## Requirement
Filter the lines below, keeping each one that holds "shared".

## Given data
=======

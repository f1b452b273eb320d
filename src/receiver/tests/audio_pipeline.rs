use std::time::Duration;

use bytes::Bytes;
use futures::StreamExt;
use tokio_test::{assert_pending, assert_ready_eq, task};

use crate::receiver::audio_pipeline::*;
use crate::receiver::decoder::{AudioDecoder, DecodeError, PcmDecoder};
use crate::receiver::reorder_buffer::FlowMode;

fn pcm_pipeline(high_water: usize) -> (DecodePipeline, AudioStream) {
    DecodePipeline::new(Box::new(PcmDecoder), high_water)
}

/// Big-endian sample carrying the sequence number; comes out little-endian
fn frame(seq: u16) -> Bytes {
    Bytes::copy_from_slice(&seq.to_be_bytes())
}

fn seq_of(chunk: &Bytes) -> u16 {
    u16::from_le_bytes([chunk[0], chunk[1]])
}

#[test]
fn test_decoded_chunks_reach_stream() {
    let (mut pipeline, mut stream) = pcm_pipeline(8);

    pipeline.add(Bytes::from_static(&[0x01, 0x02, 0x03, 0x04]), 1);

    assert_eq!(stream.try_recv().unwrap().as_ref(), &[0x02, 0x01, 0x04, 0x03]);
    assert!(stream.try_recv().is_none());
}

#[test]
fn test_high_water_triggers_buffering() {
    let (mut pipeline, stream) = pcm_pipeline(2);

    pipeline.add(frame(1), 1);
    assert_eq!(pipeline.mode(), FlowMode::Flowing);
    pipeline.add(frame(2), 2);
    assert_eq!(pipeline.mode(), FlowMode::Buffering);

    pipeline.add(frame(4), 4);
    pipeline.add(frame(3), 3);
    assert_eq!(pipeline.queued(), 2);
    assert_eq!(stream.pending_chunks(), 2);
}

#[test]
fn test_dropped_stream_releases_queue() {
    let (mut pipeline, stream) = pcm_pipeline(1);

    pipeline.add(frame(1), 1);
    assert_eq!(pipeline.mode(), FlowMode::Buffering);
    pipeline.add(frame(2), 2);
    assert_eq!(pipeline.queued(), 1);

    drop(stream);
    for seq in 3..1003 {
        pipeline.add(frame(seq), seq);
    }

    assert_eq!(pipeline.queued(), 0);
    assert_eq!(pipeline.mode(), FlowMode::Flowing);
}

#[tokio::test]
async fn test_closed_handle_releases_queue() {
    let (mut pipeline, _stream) = pcm_pipeline(1);
    pipeline.add(frame(1), 1);
    pipeline.add(frame(2), 2);

    let mut handle = PipelineHandle::start(pipeline);
    handle.close();

    let shared = handle.shared();
    let mut pipeline = shared.lock().await;
    pipeline.add(frame(3), 3);
    assert_eq!(pipeline.queued(), 0);
    assert_eq!(pipeline.mode(), FlowMode::Flowing);
}

#[test]
fn test_resume_after_read_drains_in_order() {
    let (mut pipeline, mut stream) = pcm_pipeline(2);

    pipeline.add(frame(1), 1);
    pipeline.add(frame(2), 2);
    for seq in [5, 3, 4] {
        pipeline.add(frame(seq), seq);
    }

    let mut delivered = Vec::new();
    while pipeline.queued() > 0 || stream.pending_chunks() > 0 {
        while let Some(chunk) = stream.try_recv() {
            delivered.push(seq_of(&chunk));
        }
        pipeline.resume();
    }

    assert_eq!(delivered, vec![1, 2, 3, 4, 5]);
}

#[test]
fn test_read_below_high_water_signals_readiness() {
    let (mut pipeline, mut stream) = pcm_pipeline(1);
    let ready = pipeline.readiness();

    pipeline.add(frame(1), 1);
    assert_eq!(pipeline.mode(), FlowMode::Buffering);

    let mut notified = task::spawn(ready.notified());
    assert_pending!(notified.poll());

    stream.try_recv().unwrap();
    assert!(notified.is_woken());
    assert_ready_eq!(notified.poll(), ());
}

#[test]
fn test_flush_drops_queued_packets() {
    let (mut pipeline, _stream) = pcm_pipeline(1);
    pipeline.add(frame(1), 1);
    pipeline.add(frame(2), 2);
    pipeline.add(frame(3), 3);

    assert_eq!(pipeline.flush(), 2);
    assert_eq!(pipeline.queued(), 0);
}

#[test]
fn test_decode_error_drops_frame() {
    struct Picky;
    impl AudioDecoder for Picky {
        fn decode(&mut self, frame: &[u8]) -> Result<Bytes, DecodeError> {
            if frame.is_empty() {
                return Err(DecodeError::Frame("empty".into()));
            }
            Ok(Bytes::copy_from_slice(frame))
        }
    }

    let (mut pipeline, mut stream) = DecodePipeline::new(Box::new(Picky), 4);
    pipeline.add(Bytes::new(), 1);
    pipeline.add(Bytes::from_static(b"ok"), 2);

    assert_eq!(stream.try_recv().unwrap().as_ref(), b"ok");
    assert!(stream.try_recv().is_none());
    assert_eq!(pipeline.mode(), FlowMode::Flowing);
}

#[test]
fn test_stream_pending_until_data() {
    let (mut pipeline, mut stream) = pcm_pipeline(4);

    let mut next = task::spawn(stream.recv());
    assert_pending!(next.poll());

    pipeline.add(frame(9), 9);
    assert!(next.is_woken());
    assert_ready_eq!(next.poll(), Some(Bytes::from_static(&[9, 0])));
}

#[tokio::test]
async fn test_close_ends_stream_after_buffered_chunks() {
    let (mut pipeline, stream) = pcm_pipeline(4);
    pipeline.add(frame(1), 1);

    let mut handle = PipelineHandle::start(pipeline);
    handle.shared().lock().await.add(frame(2), 2);
    handle.close();
    handle.close();
    assert!(handle.is_closed());

    let chunks: Vec<Bytes> = stream.collect().await;
    assert_eq!(chunks.iter().map(seq_of).collect::<Vec<_>>(), vec![1, 2]);
}

#[tokio::test]
async fn test_resume_task_drains_when_consumer_reads() {
    let (pipeline, mut stream) = pcm_pipeline(2);
    let handle = PipelineHandle::start(pipeline);
    let shared = handle.shared();

    {
        let mut pipeline = shared.lock().await;
        pipeline.add(frame(1), 1);
        pipeline.add(frame(2), 2);
        for seq in [6, 4, 5, 3] {
            pipeline.add(frame(seq), seq);
        }
        assert_eq!(pipeline.queued(), 4);
    }

    let mut delivered = Vec::new();
    while delivered.len() < 6 {
        let chunk = tokio::time::timeout(Duration::from_secs(2), stream.recv())
            .await
            .expect("resume task stalled")
            .unwrap();
        delivered.push(seq_of(&chunk));
    }

    assert_eq!(delivered, vec![1, 2, 3, 4, 5, 6]);
}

=======

## Written solution
    let shared = handle.shared();
    let mut pipeline = shared.lock().await;
    handle.shared().lock().await.add(frame(2), 2);
    let shared = handle.shared();
        let mut pipeline = shared.lock().await;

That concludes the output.